3. How much and how concentrated should the RNA be when it is sent to the facility?

The RNA should be between 2.0ug - 5.0ug in 10 ul for single amplification. It should have passed the quality control procedures outlined above, and should be resuspended in RNase-free water. Currently, our methods support double amplification using as low as 10ng (in 3ul).

4. How should the RNA be sent?

The RNA should be sent on dry ice via an overnight courier if being sent from outside of this institution. Locally, the RNA can be brought to the facility on wet ice. All RNA is stored at the facility at -70oC until it is used.

5. What are the costs associated with a micorarray experiment?

Investigators will purchase chips on their own. The price list for arrays, please see section on pricing. For the cost for array processing will vary somewhat according to the number of chips being hybridized simultaneously. The cost will include running a bioanalyzer QC, and one positive control chip (for Affymetrix, this is the universal RNA on test3 arrays) for every run. See under Affymetrix, or contact the facility directly for more detailed pricing information.

6. How many experiments should I be doing?

There is no single answer to this question, except that you probably should be doing more than one. A single array experiment is of little use, as it is impossible to sort through chip or labelling based artifacts and real biological variation in the data.

7. What labeling technique is used at the facility?

The labeling techniques used within the core lab are standardized prior to being implemented for users. It should also be kept in mind that the facility is always experimenting with new technologies that become available, and so this is a moving target and can change as better technologies become available. The same can be said for the fluors used for the experiments.

9. What do I get back after an experiment is done?

Users will be able to access their data as raw images and/or as processed data. The raw images (tiff files) can be used for further processing by other programs available to the researcher. The core lab will have run the standardized package for array analysis (including normalization and determination of expression fold change), and will also have done some statistical analysis (where appropriate) to generate a list of genes which are significantly changed by the treatment/condition.
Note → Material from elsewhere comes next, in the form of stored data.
use super::types::ScoringMode;

/// `(last rank of the band, stars)` pairs, ranks 0-based and ascending
type Bands = &'static [(usize, u32)];

const SIZE_32: Bands = &[(0, 70), (1, 40), (3, 10), (7, 5)];

const DAILY_64: Bands = &[(0, 100), (1, 60), (3, 30), (7, 15), (15, 10)];
const DAILY_128: Bands = &[(0, 130), (1, 90), (3, 60), (7, 30), (15, 15), (31, 10)];

const WEEKLY_64: Bands = &[(0, 250), (1, 150), (3, 75), (7, 25), (15, 10)];
const WEEKLY_128: Bands = &[(0, 400), (1, 300), (3, 150), (7, 75), (15, 25), (31, 10)];
const WEEKLY_256: Bands = &[
    (0, 550),
    (1, 350),
    (3, 200),
    (7, 100),
    (15, 50),
    (31, 25),
    (63, 10),
];

/// Bracket sizes with their award bands, smallest first
const DAILY_TABLE: &[(usize, Bands)] = &[(32, SIZE_32), (64, DAILY_64), (128, DAILY_128)];
const WEEKLY_TABLE: &[(usize, Bands)] = &[
    (32, SIZE_32),
    (64, WEEKLY_64),
    (128, WEEKLY_128),
    (256, WEEKLY_256),
];

fn table(mode: ScoringMode) -> &'static [(usize, Bands)] {
    match mode {
        ScoringMode::Daily => DAILY_TABLE,
        ScoringMode::Weekly => WEEKLY_TABLE,
    }
}

/// Bracket a field of `entrants` players is scored as: the smallest table
/// size that holds everyone, capped at the largest size in the table.
pub fn bracket_size(mode: ScoringMode, entrants: usize) -> Option<usize> {
    if entrants == 0 {
        return None;
    }
    let sizes = table(mode);
    sizes
        .iter()
        .map(|(size, _)| *size)
        .find(|size| *size >= entrants)
        .or_else(|| sizes.last().map(|(size, _)| *size))
}

/// Stars for finishing at 0-based `rank` in a bracket of `size`
pub fn stars_for(mode: ScoringMode, size: usize, rank: usize) -> u32 {
    table(mode)
        .iter()
        .find(|(table_size, _)| *table_size == size)
        .and_then(|(_, bands)| bands.iter().find(|(last, _)| rank <= *last))
        .map_or(0, |(_, stars)| *stars)
}
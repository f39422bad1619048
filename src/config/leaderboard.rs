/// Daily tournament titles left out of star scoring.
///
/// These are practice, exhibition and mirror variants of the real daily
/// brackets; scoring them would double-count the same players.
const EXCLUDED_DAILY_TITLES: &[&str] = &[
    "Daily Practice",
    "Daily Exhibition",
    "Daily Iron Sandbox",
    "Daily Mirror Bracket",
    "Daily Open Practice",
    "Daily Rookie Practice",
    "Daily Test Bracket",
    "Daily Scrimmage",
    "Daily Warmup",
    "Daily Casual",
    "Daily Casual Open",
    "Daily Beta Bracket",
    "Daily Quick Exhibition",
    "Daily Sandbox 16",
    "Daily Sandbox 32",
    "Daily Mirror Iron",
    "Daily Mirror Bronze",
    "Daily Mirror Silver",
    "Daily Mirror Gold",
    "Daily Mirror Diamond",
];

pub fn excluded_daily_titles() -> Vec<String> {
    EXCLUDED_DAILY_TITLES.iter().map(|t| t.to_string()).collect()
}
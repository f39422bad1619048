use std::cmp::Ordering;

use super::models::{SortKey, StatLine};

#[derive(Debug, Clone, Copy, PartialEq, Eq, Default)]
pub enum SortOrder {
    Asc,
    #[default]
    Desc,
}

#[derive(Debug, Clone, Default)]
pub struct TableQuery {
    pub sort_by: Option<String>,
    pub order: SortOrder,
    pub name_contains: Option<String>,
    pub position: Option<String>,
}

/// Filter then sort a roster for display. Unknown sort columns leave roster
/// order untouched; ties keep roster order.
pub fn apply_query<T: StatLine>(rows: &[T], query: &TableQuery) -> Vec<T> {
    let name_filter = query
        .name_contains
        .as_deref()
        .map(str::trim)
        .filter(|f| !f.is_empty())
        .map(str::to_lowercase);
    let position = query
        .position
        .as_deref()
        .map(str::trim)
        .filter(|p| !p.is_empty());

    let mut selected: Vec<T> = rows
        .iter()
        .filter(|row| {
            name_filter
                .as_ref()
                .is_none_or(|f| row.name().to_lowercase().contains(f))
        })
        .filter(|row| position.is_none_or(|p| row.position().eq_ignore_ascii_case(p)))
        .cloned()
        .collect();

    if let Some(column) = query.sort_by.as_deref() {
        selected.sort_by(|a, b| {
            let ordering = compare_keys(a.sort_key(column), b.sort_key(column));
            match query.order {
                SortOrder::Asc => ordering,
                SortOrder::Desc => ordering.reverse(),
            }
        });
    }

    selected
}

fn compare_keys(a: Option<SortKey>, b: Option<SortKey>) -> Ordering {
    match (a, b) {
        (Some(SortKey::Number(x)), Some(SortKey::Number(y))) => {
            x.partial_cmp(&y).unwrap_or(Ordering::Equal)
        }
        (Some(SortKey::Text(x)), Some(SortKey::Text(y))) => {
            x.to_lowercase().cmp(&y.to_lowercase())
        }
        (Some(SortKey::Number(_)), Some(SortKey::Text(_))) => Ordering::Less,
        (Some(SortKey::Text(_)), Some(SortKey::Number(_))) => Ordering::Greater,
        _ => Ordering::Equal,
    }
}

#[cfg(test)]
mod tests {
    use super::*;
    use crate::parsing::parse_csv;
    use crate::stats::models::BattingStats;
    use crate::stats::normalize::normalize_batting;

    fn roster() -> Vec<BattingStats> {
        parse_csv(
            "POS,Name,AVG,HR\nSS,Smith,.310,4\nC,Jones,.250,9\nSS,Brown,.310,1\nCF,Smithers,.290,4\n",
        )
        .rows
        .iter()
        .map(normalize_batting)
        .collect()
    }

    fn names(rows: &[BattingStats]) -> Vec<&str> {
        rows.iter().map(|r| r.name.as_str()).collect()
    }

    #[test]
    fn sorts_numeric_rate_columns_descending_by_default() {
        let query = TableQuery {
            sort_by: Some("AVG".to_string()),
            ..TableQuery::default()
        };

        let sorted = apply_query(&roster(), &query);
        assert_eq!(names(&sorted), vec!["Smith", "Brown", "Smithers", "Jones"]);
    }

    #[test]
    fn sorts_text_columns_ascending() {
        let query = TableQuery {
            sort_by: Some("Name".to_string()),
            order: SortOrder::Asc,
            ..TableQuery::default()
        };

        let sorted = apply_query(&roster(), &query);
        assert_eq!(names(&sorted), vec!["Brown", "Jones", "Smith", "Smithers"]);
    }

    #[test]
    fn filters_by_name_and_position() {
        let query = TableQuery {
            name_contains: Some("smith".to_string()),
            position: Some("ss".to_string()),
            ..TableQuery::default()
        };

        let filtered = apply_query(&roster(), &query);
        assert_eq!(names(&filtered), vec!["Smith"]);
    }

    #[test]
    fn unknown_column_keeps_roster_order() {
        let query = TableQuery {
            sort_by: Some("Nope".to_string()),
            ..TableQuery::default()
        };

        let sorted = apply_query(&roster(), &query);
        assert_eq!(names(&sorted), vec!["Smith", "Jones", "Brown", "Smithers"]);
    }
}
10. Is there any analysis software available through the facility?

The Genomics Core Laboratory has purchased several analyses software. GeneSpring and Partek Pro are available to all NIDDK researchers via floating licenses managed at CIT. GeneSpring is available to all NIDDK through our license server. Other licenses available for distribution are MAS 5.0 from the Affymetrix website. We have in addition, purchased a single copy of Spotfire and S-Plus available from our workstation.

11. How do I retrieve my data?

Data can be retrieved via EDGE (Oracle Database).

12. What is the turnaround time for experiments?

Generally, experiments can be completed within 2 weeks of material reaching the laboratory. This time is dependent on the number of chips that are being processed at the time.

13. Is the data archived anywhere?

All data generated by the Genomics Core Laboratory is archived in EDGE.